## WHAT YOU WILL DO
In the listing below, locate the line that contains "pub fn clear(&self)" and the line that contains "contents, for display.". Restate word for word those two lines and every line between them, and nothing else.
** Opening DATASET RECORDS block **
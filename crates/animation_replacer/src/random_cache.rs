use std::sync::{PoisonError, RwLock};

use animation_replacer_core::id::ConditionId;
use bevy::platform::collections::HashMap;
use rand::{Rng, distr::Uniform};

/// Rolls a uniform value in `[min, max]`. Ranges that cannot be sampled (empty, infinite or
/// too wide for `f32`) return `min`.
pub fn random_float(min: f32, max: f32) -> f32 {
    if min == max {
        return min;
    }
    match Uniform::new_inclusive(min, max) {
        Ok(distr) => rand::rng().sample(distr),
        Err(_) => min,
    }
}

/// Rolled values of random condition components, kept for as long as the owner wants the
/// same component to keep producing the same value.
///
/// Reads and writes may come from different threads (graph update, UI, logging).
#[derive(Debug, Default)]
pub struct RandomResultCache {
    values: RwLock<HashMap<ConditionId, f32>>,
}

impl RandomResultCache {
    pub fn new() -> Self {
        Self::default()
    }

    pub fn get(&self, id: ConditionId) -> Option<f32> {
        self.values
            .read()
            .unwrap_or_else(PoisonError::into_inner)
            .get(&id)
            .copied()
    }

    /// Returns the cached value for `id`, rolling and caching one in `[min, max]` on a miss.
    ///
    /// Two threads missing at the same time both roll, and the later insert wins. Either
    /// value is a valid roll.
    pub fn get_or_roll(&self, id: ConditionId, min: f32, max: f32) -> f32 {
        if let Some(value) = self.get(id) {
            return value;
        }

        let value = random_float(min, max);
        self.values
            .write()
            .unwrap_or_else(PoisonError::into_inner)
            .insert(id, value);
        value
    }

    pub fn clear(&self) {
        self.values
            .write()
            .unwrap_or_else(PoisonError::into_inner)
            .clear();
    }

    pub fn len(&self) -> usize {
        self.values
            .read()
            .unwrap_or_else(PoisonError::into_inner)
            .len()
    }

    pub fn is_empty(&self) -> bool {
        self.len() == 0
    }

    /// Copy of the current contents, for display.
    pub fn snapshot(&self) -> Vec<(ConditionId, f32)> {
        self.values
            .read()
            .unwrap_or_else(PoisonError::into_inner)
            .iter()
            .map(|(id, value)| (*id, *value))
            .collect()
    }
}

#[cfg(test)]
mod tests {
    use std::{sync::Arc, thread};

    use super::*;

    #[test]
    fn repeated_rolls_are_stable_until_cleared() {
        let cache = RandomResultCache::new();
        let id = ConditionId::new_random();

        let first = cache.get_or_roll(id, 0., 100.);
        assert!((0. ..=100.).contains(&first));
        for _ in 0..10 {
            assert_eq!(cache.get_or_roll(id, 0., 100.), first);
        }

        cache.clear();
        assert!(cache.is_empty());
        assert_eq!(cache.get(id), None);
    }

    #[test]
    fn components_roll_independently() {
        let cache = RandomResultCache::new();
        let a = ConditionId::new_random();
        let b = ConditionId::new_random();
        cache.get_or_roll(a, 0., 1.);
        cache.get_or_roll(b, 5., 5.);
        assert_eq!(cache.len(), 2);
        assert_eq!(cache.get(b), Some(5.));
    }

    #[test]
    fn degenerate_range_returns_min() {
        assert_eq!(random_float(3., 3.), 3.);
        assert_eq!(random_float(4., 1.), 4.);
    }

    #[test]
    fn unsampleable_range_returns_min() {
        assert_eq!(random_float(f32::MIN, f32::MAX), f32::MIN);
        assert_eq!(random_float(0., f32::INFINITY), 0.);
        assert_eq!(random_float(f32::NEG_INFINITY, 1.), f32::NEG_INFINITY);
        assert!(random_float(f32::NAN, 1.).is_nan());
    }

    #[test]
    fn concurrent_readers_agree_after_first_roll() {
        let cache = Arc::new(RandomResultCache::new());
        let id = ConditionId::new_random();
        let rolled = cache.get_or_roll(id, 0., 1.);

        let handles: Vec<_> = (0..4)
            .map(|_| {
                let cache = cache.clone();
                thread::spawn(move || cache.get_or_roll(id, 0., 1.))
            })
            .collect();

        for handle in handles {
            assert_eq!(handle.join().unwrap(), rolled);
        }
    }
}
** Closing DATASET RECORDS block **
** Opening DATASET RECORDS block **
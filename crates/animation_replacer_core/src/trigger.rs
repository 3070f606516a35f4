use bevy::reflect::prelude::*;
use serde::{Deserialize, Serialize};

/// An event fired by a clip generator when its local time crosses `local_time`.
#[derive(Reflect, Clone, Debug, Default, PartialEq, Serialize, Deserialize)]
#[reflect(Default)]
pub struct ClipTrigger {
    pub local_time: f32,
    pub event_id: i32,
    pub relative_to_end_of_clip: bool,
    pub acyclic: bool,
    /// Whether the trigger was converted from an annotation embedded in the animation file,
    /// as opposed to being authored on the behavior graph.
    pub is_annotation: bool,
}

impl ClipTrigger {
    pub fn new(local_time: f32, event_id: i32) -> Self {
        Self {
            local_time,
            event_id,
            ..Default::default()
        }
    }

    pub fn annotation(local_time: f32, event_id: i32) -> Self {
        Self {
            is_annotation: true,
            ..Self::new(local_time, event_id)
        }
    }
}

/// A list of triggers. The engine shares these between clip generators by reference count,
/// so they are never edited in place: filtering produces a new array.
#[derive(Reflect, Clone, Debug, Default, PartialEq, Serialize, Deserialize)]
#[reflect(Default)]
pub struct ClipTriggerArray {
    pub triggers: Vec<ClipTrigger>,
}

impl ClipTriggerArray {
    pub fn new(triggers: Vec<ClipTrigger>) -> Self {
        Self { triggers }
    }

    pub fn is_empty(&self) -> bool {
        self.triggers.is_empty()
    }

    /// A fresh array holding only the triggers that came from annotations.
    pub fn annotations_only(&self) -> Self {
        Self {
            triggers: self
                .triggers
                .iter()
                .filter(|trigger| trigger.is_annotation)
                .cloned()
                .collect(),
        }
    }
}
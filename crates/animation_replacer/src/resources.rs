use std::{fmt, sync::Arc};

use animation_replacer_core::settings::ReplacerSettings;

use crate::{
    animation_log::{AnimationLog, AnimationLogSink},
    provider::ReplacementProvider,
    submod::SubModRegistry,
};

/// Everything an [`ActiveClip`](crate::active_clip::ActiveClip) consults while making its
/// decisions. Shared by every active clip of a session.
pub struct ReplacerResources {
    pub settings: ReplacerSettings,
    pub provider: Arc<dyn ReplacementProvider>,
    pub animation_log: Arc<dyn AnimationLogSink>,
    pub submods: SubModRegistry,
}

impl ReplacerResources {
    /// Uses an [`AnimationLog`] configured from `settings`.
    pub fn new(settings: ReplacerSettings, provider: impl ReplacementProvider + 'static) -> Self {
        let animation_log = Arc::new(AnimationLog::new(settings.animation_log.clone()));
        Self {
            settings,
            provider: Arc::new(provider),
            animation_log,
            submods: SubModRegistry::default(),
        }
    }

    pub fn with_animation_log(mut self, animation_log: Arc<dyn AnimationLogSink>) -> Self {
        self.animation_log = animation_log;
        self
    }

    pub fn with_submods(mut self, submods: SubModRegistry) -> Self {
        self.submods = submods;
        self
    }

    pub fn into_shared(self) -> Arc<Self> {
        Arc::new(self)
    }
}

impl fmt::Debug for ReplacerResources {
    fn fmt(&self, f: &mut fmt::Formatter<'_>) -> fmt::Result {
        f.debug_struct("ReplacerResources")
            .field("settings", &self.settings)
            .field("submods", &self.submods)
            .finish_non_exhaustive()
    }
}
** Closing DATASET RECORDS block **
** Opening DATASET RECORDS block **
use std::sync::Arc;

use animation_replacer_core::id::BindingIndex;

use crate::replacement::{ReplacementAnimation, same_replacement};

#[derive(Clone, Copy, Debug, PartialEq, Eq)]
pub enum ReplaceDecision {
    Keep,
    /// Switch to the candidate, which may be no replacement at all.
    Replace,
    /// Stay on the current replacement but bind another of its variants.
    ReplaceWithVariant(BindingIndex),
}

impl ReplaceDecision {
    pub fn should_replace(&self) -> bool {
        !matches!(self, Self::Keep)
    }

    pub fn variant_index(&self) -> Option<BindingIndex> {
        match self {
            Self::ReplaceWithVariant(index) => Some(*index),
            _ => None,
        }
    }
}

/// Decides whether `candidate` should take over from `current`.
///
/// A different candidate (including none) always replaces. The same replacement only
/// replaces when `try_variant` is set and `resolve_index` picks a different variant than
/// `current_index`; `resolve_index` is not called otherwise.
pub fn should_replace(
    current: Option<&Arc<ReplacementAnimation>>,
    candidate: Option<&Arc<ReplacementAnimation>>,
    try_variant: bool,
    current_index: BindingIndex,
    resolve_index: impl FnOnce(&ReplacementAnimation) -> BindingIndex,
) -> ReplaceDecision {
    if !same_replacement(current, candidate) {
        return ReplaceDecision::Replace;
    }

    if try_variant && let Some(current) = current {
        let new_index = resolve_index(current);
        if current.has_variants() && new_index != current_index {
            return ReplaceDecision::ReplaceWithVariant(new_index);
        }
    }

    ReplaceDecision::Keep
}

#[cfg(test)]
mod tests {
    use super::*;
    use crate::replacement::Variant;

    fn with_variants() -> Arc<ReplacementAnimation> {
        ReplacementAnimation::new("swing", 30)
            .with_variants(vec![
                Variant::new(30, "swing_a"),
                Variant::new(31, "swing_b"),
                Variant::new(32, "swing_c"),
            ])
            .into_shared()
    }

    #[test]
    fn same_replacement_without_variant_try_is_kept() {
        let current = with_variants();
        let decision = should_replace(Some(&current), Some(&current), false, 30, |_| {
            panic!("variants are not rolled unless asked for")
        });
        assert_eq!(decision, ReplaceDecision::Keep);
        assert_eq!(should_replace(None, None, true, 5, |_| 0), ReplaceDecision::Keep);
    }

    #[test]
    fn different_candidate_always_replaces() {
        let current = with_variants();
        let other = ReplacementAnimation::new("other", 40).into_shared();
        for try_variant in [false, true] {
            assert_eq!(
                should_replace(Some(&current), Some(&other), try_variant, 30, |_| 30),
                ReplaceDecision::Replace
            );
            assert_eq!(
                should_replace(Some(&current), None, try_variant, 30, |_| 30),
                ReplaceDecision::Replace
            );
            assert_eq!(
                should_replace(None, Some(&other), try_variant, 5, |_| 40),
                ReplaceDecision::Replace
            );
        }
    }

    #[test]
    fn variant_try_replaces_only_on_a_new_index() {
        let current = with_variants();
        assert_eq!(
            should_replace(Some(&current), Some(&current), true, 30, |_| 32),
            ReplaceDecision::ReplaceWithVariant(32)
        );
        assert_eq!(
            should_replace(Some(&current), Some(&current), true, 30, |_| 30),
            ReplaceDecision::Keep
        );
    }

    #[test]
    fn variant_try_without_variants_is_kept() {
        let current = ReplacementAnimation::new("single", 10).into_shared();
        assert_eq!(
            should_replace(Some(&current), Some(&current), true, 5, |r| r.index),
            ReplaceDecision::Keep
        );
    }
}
** Closing DATASET RECORDS block **
## RESULT OF THE TASK
    pub fn clear(&self) {
        self.values
            .write()
            .unwrap_or_else(PoisonError::into_inner)
            .clear();
    }

    pub fn len(&self) -> usize {
        self.values
            .read()
            .unwrap_or_else(PoisonError::into_inner)
            .len()
    }

    pub fn is_empty(&self) -> bool {
        self.len() == 0
    }

    /// Copy of the current contents, for display.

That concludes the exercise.